В колонии звенела жизнь, я слышал здоровый и бодрый тон колонии, под моим окном звучали шутки и проказы между делом (все почему-то собирались под моим окном), никто ни на кого не жаловался. И Екатерина Григорьевна однажды сказала мне с таким выражением, будто я тяжелобольной, а она сестра милосердия:

– Вам нечего мучиться, пройдёт.

– Да я и не мучусь. Пройдёт, конечно. Как в колонии?

– Я и сама не знаю, как это объяснить. В колонии сейчас хорошо, человечно как-то. Евреи наши – прелесть: они немного испуганы всем, прекрасно работают и страшно смущаются. Вы знаете, старшие за ними ухаживают. Митягин, как нянька, ходит: заставил Глейзера вымыться, остриг, даже пуговицы пришил.

Да. Значит, всё было хорошо. Но какой беспорядок и хлам заполняли мою педагогическую душу! Меня угнетала одна мысль: неужели я так и не найду, в чём секрет? Ведь вот, как будто в руках было, ведь только ухватить оставалось.
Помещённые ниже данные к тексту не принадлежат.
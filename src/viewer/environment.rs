/// Fixed registry of image-based lighting presets.
///
/// The selector in the shell offers exactly this set, in this order. Each
/// preset maps a short key and display label to the lighting resource the
/// render widget consumes.
#[derive(Debug, Clone, Copy, PartialEq, Eq, Default)]
pub enum EnvironmentPreset {
    #[default]
    Neutral,
    SpruitSunrise,
    AircraftWorkshop,
    MusicHall,
    Pillars,
    WhippleCreek,
}

impl EnvironmentPreset {
    pub const ALL: [EnvironmentPreset; 6] = [
        EnvironmentPreset::Neutral,
        EnvironmentPreset::SpruitSunrise,
        EnvironmentPreset::AircraftWorkshop,
        EnvironmentPreset::MusicHall,
        EnvironmentPreset::Pillars,
        EnvironmentPreset::WhippleCreek,
    ];

    pub fn key(self) -> &'static str {
        match self {
            EnvironmentPreset::Neutral => "neutral",
            EnvironmentPreset::SpruitSunrise => "spruit-sunrise",
            EnvironmentPreset::AircraftWorkshop => "aircraft-workshop",
            EnvironmentPreset::MusicHall => "music-hall",
            EnvironmentPreset::Pillars => "pillars",
            EnvironmentPreset::WhippleCreek => "whipple-creek",
        }
    }

    pub fn label(self) -> &'static str {
        match self {
            EnvironmentPreset::Neutral => "Neutral",
            EnvironmentPreset::SpruitSunrise => "Spruit Sunrise",
            EnvironmentPreset::AircraftWorkshop => "Aircraft Workshop",
            EnvironmentPreset::MusicHall => "Music Hall",
            EnvironmentPreset::Pillars => "Pillars",
            EnvironmentPreset::WhippleCreek => "Whipple Creek",
        }
    }

    pub fn image_path(self) -> &'static str {
        match self {
            EnvironmentPreset::Neutral => {
                "https://modelviewer.dev/shared-assets/environments/neutral.hdr"
            }
            EnvironmentPreset::SpruitSunrise => {
                "https://modelviewer.dev/shared-assets/environments/spruit_sunrise_1k_HDR.hdr"
            }
            EnvironmentPreset::AircraftWorkshop => {
                "https://modelviewer.dev/shared-assets/environments/aircraft_workshop_01_1k.hdr"
            }
            EnvironmentPreset::MusicHall => {
                "https://modelviewer.dev/shared-assets/environments/music_hall_01_1k.hdr"
            }
            EnvironmentPreset::Pillars => {
                "https://modelviewer.dev/shared-assets/environments/pillars_1k.hdr"
            }
            EnvironmentPreset::WhippleCreek => {
                "https://modelviewer.dev/shared-assets/environments/whipple_creek_regional_park_04_1k.hdr"
            }
        }
    }

    pub fn from_key(key: &str) -> Option<Self> {
        Self::ALL.iter().copied().find(|preset| preset.key() == key)
    }
}

#[cfg(test)]
mod tests {
    use super::EnvironmentPreset;

    #[test]
    fn default_is_neutral() {
        assert_eq!(EnvironmentPreset::default(), EnvironmentPreset::Neutral);
    }

    #[test]
    fn registry_order_starts_with_neutral() {
        assert_eq!(EnvironmentPreset::ALL[0], EnvironmentPreset::Neutral);
        assert_eq!(EnvironmentPreset::ALL.len(), 6);
    }

    #[test]
    fn keys_round_trip_through_lookup() {
        for preset in EnvironmentPreset::ALL {
            assert_eq!(EnvironmentPreset::from_key(preset.key()), Some(preset));
        }
        assert_eq!(EnvironmentPreset::from_key("studio"), None);
    }

    #[test]
    fn every_preset_names_a_lighting_resource() {
        for preset in EnvironmentPreset::ALL {
            assert!(preset.image_path().ends_with(".hdr"));
            assert!(!preset.label().is_empty());
        }
    }
}
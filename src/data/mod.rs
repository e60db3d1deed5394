//! Core data models for the APOD cache
//!
//! This module contains the snapshot type persisted locally, the raw record
//! shape returned by the backend table, and the date normalization shared by
//! the cache manager and the freshness check.

pub mod prefetch;
pub mod remote;

pub use prefetch::{HttpPrefetcher, MediaPrefetcher, NoopPrefetcher, PrefetchError};
pub use remote::{OfflineProvider, RemoteError, RemoteProvider, SupabaseClient};

use chrono::{DateTime, NaiveDate, NaiveDateTime};
use serde::{Deserialize, Serialize};
use tracing::warn;

/// Canonical storage format for covered dates
pub const DATE_FORMAT: &str = "%Y-%m-%d";

/// Naive timestamp layouts accepted besides RFC 3339
const NAIVE_TIMESTAMP_FORMATS: &[&str] = &[
    "%Y-%m-%dT%H:%M:%S%.f",
    "%Y-%m-%d %H:%M:%S%.f",
    "%Y-%m-%dT%H:%M",
    "%Y-%m-%d %H:%M",
];

/// Kind of media attached to a picture of the day
#[derive(Debug, Clone, Copy, PartialEq, Eq, Serialize, Deserialize)]
#[serde(rename_all = "lowercase")]
pub enum MediaKind {
    Image,
    Video,
}

impl MediaKind {
    /// Maps the backend's `media_type` column. Anything that is not an image
    /// is handled like a video: shown by URL, never prefetched.
    pub fn from_media_type(media_type: &str) -> Self {
        if media_type.trim().eq_ignore_ascii_case("image") {
            MediaKind::Image
        } else {
            MediaKind::Video
        }
    }
}

/// One day's astronomy picture as cached locally
#[derive(Debug, Clone, PartialEq, Eq, Serialize, Deserialize)]
pub struct Snapshot {
    /// Date the picture is for, normalized to `YYYY-MM-DD` when parseable
    pub date: String,
    /// Original title
    pub title: String,
    /// Original explanation text
    pub explanation: String,
    /// Translated title, when the ingestion pipeline produced one
    #[serde(default)]
    pub translated_title: Option<String>,
    /// Translated explanation, when the ingestion pipeline produced one
    #[serde(default)]
    pub translated_explanation: Option<String>,
    /// Locator of the media asset
    pub media_url: String,
    /// Locator of the high definition asset
    #[serde(default)]
    pub high_def_url: Option<String>,
    pub media_kind: MediaKind,
    /// Copyright / credit line
    #[serde(default)]
    pub attribution: Option<String>,
    #[serde(default)]
    pub service_version: Option<String>,
}

impl Snapshot {
    /// Title to show, preferring the translation
    pub fn display_title(&self) -> &str {
        non_empty(self.translated_title.as_deref()).unwrap_or(&self.title)
    }

    /// Explanation to show, preferring the translation
    pub fn display_explanation(&self) -> &str {
        non_empty(self.translated_explanation.as_deref()).unwrap_or(&self.explanation)
    }

    /// Media locator to show, preferring the high definition asset
    pub fn display_media_url(&self) -> &str {
        non_empty(self.high_def_url.as_deref()).unwrap_or(&self.media_url)
    }
}

fn non_empty(value: Option<&str>) -> Option<&str> {
    value.filter(|v| !v.trim().is_empty())
}

/// A row of the backend `apod` table
///
/// Field names follow the NASA APOD payload the ingestion job stores; the
/// camelCase and descriptive spellings are accepted as aliases.
#[derive(Debug, Clone, Deserialize)]
pub struct RawRecord {
    #[serde(default)]
    pub date: Option<String>,
    pub title: String,
    pub explanation: String,
    pub url: String,
    #[serde(alias = "mediaType")]
    pub media_type: String,
    #[serde(default, alias = "hdUrl")]
    pub hdurl: Option<String>,
    #[serde(default, alias = "attribution")]
    pub copyright: Option<String>,
    #[serde(default)]
    pub translated_title: Option<String>,
    #[serde(default)]
    pub translated_explanation: Option<String>,
    #[serde(default)]
    pub service_version: Option<String>,
}

impl From<RawRecord> for Snapshot {
    fn from(record: RawRecord) -> Self {
        let date = normalize_date(record.date.as_deref().unwrap_or_default());
        Self {
            date,
            title: record.title,
            explanation: record.explanation,
            translated_title: record.translated_title,
            translated_explanation: record.translated_explanation,
            media_url: record.url,
            high_def_url: record.hdurl,
            media_kind: MediaKind::from_media_type(&record.media_type),
            attribution: record.copyright,
            service_version: record.service_version,
        }
    }
}

/// Parses the calendar date out of a backend date value
///
/// Accepts plain dates, RFC 3339 timestamps and naive timestamps. The date is
/// taken as written: `2025-04-24T00:00:00.000Z` is April 24th regardless of
/// the reference timezone.
pub fn parse_calendar_date(raw: &str) -> Option<NaiveDate> {
    let raw = raw.trim();
    if raw.is_empty() {
        return None;
    }

    if let Ok(date) = NaiveDate::parse_from_str(raw, DATE_FORMAT) {
        return Some(date);
    }

    if let Ok(timestamp) = DateTime::parse_from_rfc3339(raw) {
        return Some(timestamp.date_naive());
    }

    // Postgres renders timestamptz as `2025-04-24 00:00:00+00`
    if let Ok(timestamp) = DateTime::parse_from_str(raw, "%Y-%m-%d %H:%M:%S%.f%#z") {
        return Some(timestamp.date_naive());
    }

    NAIVE_TIMESTAMP_FORMATS
        .iter()
        .find_map(|format| NaiveDateTime::parse_from_str(raw, format).ok())
        .map(|timestamp| timestamp.date())
}

/// Normalizes a backend date value to `YYYY-MM-DD`
///
/// Never fails: an unparseable value is returned unchanged so it can still be
/// stored, and the freshness check will treat it as expired.
pub fn normalize_date(raw: &str) -> String {
    match parse_calendar_date(raw) {
        Some(date) => date.format(DATE_FORMAT).to_string(),
        None => {
            warn!(raw_date = raw, "could not normalize snapshot date, keeping raw value");
            raw.to_string()
        }
    }
}

#[cfg(test)]
mod tests {
    use super::*;

    fn sample_record() -> RawRecord {
        serde_json::from_str(
            r#"{
                "id": 7,
                "date": "2025-04-24T00:00:00.000Z",
                "title": "NGC 1300",
                "explanation": "A barred spiral galaxy.",
                "url": "https://example.org/ngc1300.jpg",
                "hdurl": "https://example.org/ngc1300_hd.jpg",
                "media_type": "image",
                "copyright": "Hubble",
                "translated_title": "NGC 1300",
                "translated_explanation": "Uma galáxia espiral barrada."
            }"#,
        )
        .expect("valid record")
    }

    #[test]
    fn test_normalize_plain_date_is_unchanged() {
        assert_eq!(normalize_date("2025-04-23"), "2025-04-23");
        assert_eq!(normalize_date(&normalize_date("2025-04-23")), "2025-04-23");
    }

    #[test]
    fn test_normalize_iso_timestamp_keeps_calendar_day() {
        assert_eq!(normalize_date("2025-04-24T00:00:00.000Z"), "2025-04-24");
        assert_eq!(normalize_date("2025-04-24T23:59:59-03:00"), "2025-04-24");
        assert_eq!(normalize_date("2025-04-24T10:30:00"), "2025-04-24");
        assert_eq!(normalize_date("2025-04-24 10:30:00"), "2025-04-24");
        assert_eq!(normalize_date("2025-04-24 00:00:00+00"), "2025-04-24");
    }

    #[test]
    fn test_normalize_unparseable_date_falls_back_to_raw() {
        assert_eq!(normalize_date("yesterday"), "yesterday");
        assert_eq!(normalize_date(""), "");
        assert!(parse_calendar_date("2025-13-40").is_none());
    }

    #[test]
    fn test_media_kind_mapping() {
        assert_eq!(MediaKind::from_media_type("image"), MediaKind::Image);
        assert_eq!(MediaKind::from_media_type("IMAGE"), MediaKind::Image);
        assert_eq!(MediaKind::from_media_type("video"), MediaKind::Video);
        assert_eq!(MediaKind::from_media_type("other"), MediaKind::Video);
    }

    #[test]
    fn test_snapshot_from_record_normalizes_date() {
        let snapshot = Snapshot::from(sample_record());

        assert_eq!(snapshot.date, "2025-04-24");
        assert_eq!(snapshot.media_kind, MediaKind::Image);
        assert_eq!(snapshot.attribution.as_deref(), Some("Hubble"));
        assert_eq!(
            snapshot.high_def_url.as_deref(),
            Some("https://example.org/ngc1300_hd.jpg")
        );
    }

    #[test]
    fn test_record_accepts_camel_case_aliases() {
        let record: RawRecord = serde_json::from_str(
            r#"{
                "date": "2025-04-24",
                "title": "Moon",
                "explanation": "Full moon.",
                "url": "https://youtube.com/embed/x",
                "mediaType": "video",
                "hdUrl": null,
                "attribution": "Someone"
            }"#,
        )
        .expect("valid record");

        let snapshot = Snapshot::from(record);
        assert_eq!(snapshot.media_kind, MediaKind::Video);
        assert_eq!(snapshot.attribution.as_deref(), Some("Someone"));
        assert!(snapshot.high_def_url.is_none());
    }

    #[test]
    fn test_display_helpers_prefer_translation_and_hd() {
        let mut snapshot = Snapshot::from(sample_record());
        assert_eq!(snapshot.display_explanation(), "Uma galáxia espiral barrada.");
        assert_eq!(snapshot.display_media_url(), "https://example.org/ngc1300_hd.jpg");

        snapshot.translated_explanation = Some("  ".to_string());
        snapshot.high_def_url = None;
        assert_eq!(snapshot.display_explanation(), "A barred spiral galaxy.");
        assert_eq!(snapshot.display_media_url(), "https://example.org/ngc1300.jpg");
    }
}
Уже у многих колонистов по-новому поблёскивали глаза… и вдруг всё так безобразно сорвалось. Неужели всё начинать сначала?

Меня возмущали безобразно организованная педагогическая техника и моё техническое бессилие. И я с отвращением и злостью думал о педагогической науке:

«Сколько тысяч лет она существует! Какие имена, какие блестящие мысли: Песталоцци, Руссо, Наторп, Блонский! Сколько книг, сколько бумаги, сколько славы! А в то же время пустое место, ничего нет, с одним хулиганом нельзя управиться, нет ни метода, ни инструмента, ни логики, просто ничего нет. Какое-то шарлатанство».

Об Осадчем я думал меньше всего. Я его вывел в расход, записал в счёт неизбежных в каждом производстве убытков и брака. Его кокетливый уход ещё меньше смущал.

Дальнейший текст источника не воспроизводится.